- INSTRUCTIONS FOR THE TASK
The expected answer is the set of lines in the data below between the line holding "repository f7d2f779c8e22034" and the line holding "use thiserror::Error;", inclusive, written out exactly.

[[ EXERCISE MATERIAL, beginning ]]

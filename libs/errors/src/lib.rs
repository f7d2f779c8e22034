//! Unified error handling for the rollout monitoring tools
//!
//! The trend engine itself never fails; this error type covers everything
//! around it: configuration, reading and fetching the event feed, parsing
//! and command-line validation.

use thiserror::Error;

// ============================================================================
// RolloutError - Main error type
// ============================================================================

/// Main error type for everything outside the calculation core
#[derive(Debug, Error)]
pub enum RolloutError {
    // ======================================
    // Configuration Errors
    // ======================================
    #[error("Configuration error: {0}")]
    Configuration(String),

    #[error("Invalid configuration: {field}: {reason}")]
    InvalidConfig { field: String, reason: String },

    #[error("Missing required configuration: {0}")]
    MissingConfig(String),

    // ======================================
    // Feed Errors
    // ======================================
    #[error("Feed request failed: {url}: HTTP {status}")]
    FeedStatus { url: String, status: u16 },

    #[error("HTTP client error: {0}")]
    HttpClient(#[from] reqwest::Error),

    // ======================================
    // Validation Errors
    // ======================================
    #[error("Invalid parameter: {param}: {reason}")]
    InvalidParameter { param: String, reason: String },

    #[error(transparent)]
    Trend(#[from] rollout_trends::TrendError),

    // ======================================
    // File & I/O Errors
    // ======================================
    #[error("IO error: {0}")]
    Io(#[from] std::io::Error),

    #[error("File not found: {0}")]
    FileNotFound(String),

    #[error("Parse error: {file}: {error}")]
    ParseError { file: String, error: String },

    // ======================================
    // Runtime Errors
    // ======================================
    #[error("Runtime error: {0}")]
    Runtime(String),
}

/// Result type alias using RolloutError
pub type RolloutResult<T> = Result<T, RolloutError>;

impl RolloutError {
    pub fn invalid_parameter(param: impl Into<String>, reason: impl Into<String>) -> Self {
        Self::InvalidParameter {
            param: param.into(),
            reason: reason.into(),
        }
    }

    pub fn parse_error(file: impl Into<String>, error: impl ToString) -> Self {
        Self::ParseError {
            file: file.into(),
            error: error.to_string(),
        }
    }
}

// Layered config extraction failures
impl From<figment::Error> for RolloutError {
    fn from(err: figment::Error) -> Self {
        Self::Configuration(err.to_string())
    }
}

// Helper macro for creating configuration errors
#[macro_export]
macro_rules! config_error {
    ($msg:expr) => {
        $crate::RolloutError::Configuration($msg.to_string())
    };
    ($fmt:expr, $($arg:tt)*) => {
        $crate::RolloutError::Configuration(format!($fmt, $($arg)*))
    };
}

// ============================================================================
// RolloutError implements RolloutErrorTrait
// ============================================================================

impl RolloutErrorTrait for RolloutError {
    fn error_code(&self) -> &'static str {
        match self {
            // Configuration Errors
            Self::Configuration(_) => "CONFIGURATION_ERROR",
            Self::InvalidConfig { .. } => "INVALID_CONFIG",
            Self::MissingConfig(_) => "MISSING_CONFIG",

            // Feed Errors
            Self::FeedStatus { .. } => "FEED_STATUS",
            Self::HttpClient(_) => "HTTP_CLIENT_ERROR",

            // Validation
            Self::InvalidParameter { .. } => "INVALID_PARAMETER",
            Self::Trend(_) => "INVALID_TREND_INPUT",

            // File & I/O
            Self::Io(_) => "IO_ERROR",
            Self::FileNotFound(_) => "FILE_NOT_FOUND",
            Self::ParseError { .. } => "PARSE_ERROR",

            // Runtime
            Self::Runtime(_) => "RUNTIME_ERROR",
        }
    }

    fn category(&self) -> ErrorCategory {
        match self {
            Self::Configuration(_) | Self::InvalidConfig { .. } | Self::MissingConfig(_) => {
                ErrorCategory::Configuration
            },

            // 5xx and throttling are transient; other statuses need a config fix
            Self::FeedStatus { status, .. } => match *status {
                404 => ErrorCategory::NotFound,
                429 | 500..=599 => ErrorCategory::Network,
                _ => ErrorCategory::Configuration,
            },

            Self::HttpClient(e) => {
                if e.is_timeout() {
                    ErrorCategory::Timeout
                } else if e.is_decode() {
                    ErrorCategory::Validation
                } else {
                    ErrorCategory::Network
                }
            },

            Self::InvalidParameter { .. } | Self::Trend(_) | Self::ParseError { .. } => {
                ErrorCategory::Validation
            },

            Self::FileNotFound(_) => ErrorCategory::NotFound,

            Self::Io(_) | Self::Runtime(_) => ErrorCategory::Internal,
        }
    }
}

// ============================================================================
// Error Trait - Architectural layer
// ============================================================================

/// Error category enum - used for classification and retry decisions
#[derive(Debug, Clone, Copy, PartialEq, Eq)]
pub enum ErrorCategory {
    Configuration,
    Network,
    Timeout,
    Validation,
    NotFound,
    Internal,
}

/// Shared error capability trait
///
/// Error types used by the tools implement this to get uniform codes,
/// categories and retry hints.
pub trait RolloutErrorTrait: std::error::Error + Send + Sync + 'static {
    /// Get error code (for logs and JSON output)
    fn error_code(&self) -> &'static str;

    /// Get error category
    fn category(&self) -> ErrorCategory;

    /// Whether the error is retryable (default implementation is category-based)
    fn is_retryable(&self) -> bool {
        matches!(
            self.category(),
            ErrorCategory::Network | ErrorCategory::Timeout
        )
    }

    /// Recommended retry delay in milliseconds
    fn retry_delay_ms(&self) -> u64 {
        match self.category() {
            ErrorCategory::Network => 1000,
            ErrorCategory::Timeout => 500,
            _ => 0,
        }
    }

    /// Maximum retry attempts
    fn max_retries(&self) -> u32 {
        if self.is_retryable() {
            3
        } else {
            0
        }
    }
}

[[ EXERCISE MATERIAL, end ]]

- TASK OUTPUT
repository f7d2f779c8e22034
//! Unified error handling for the rollout monitoring tools
//!
//! The trend engine itself never fails; this error type covers everything
//! around it: configuration, reading and fetching the event feed, parsing
//! and command-line validation.

use thiserror::Error;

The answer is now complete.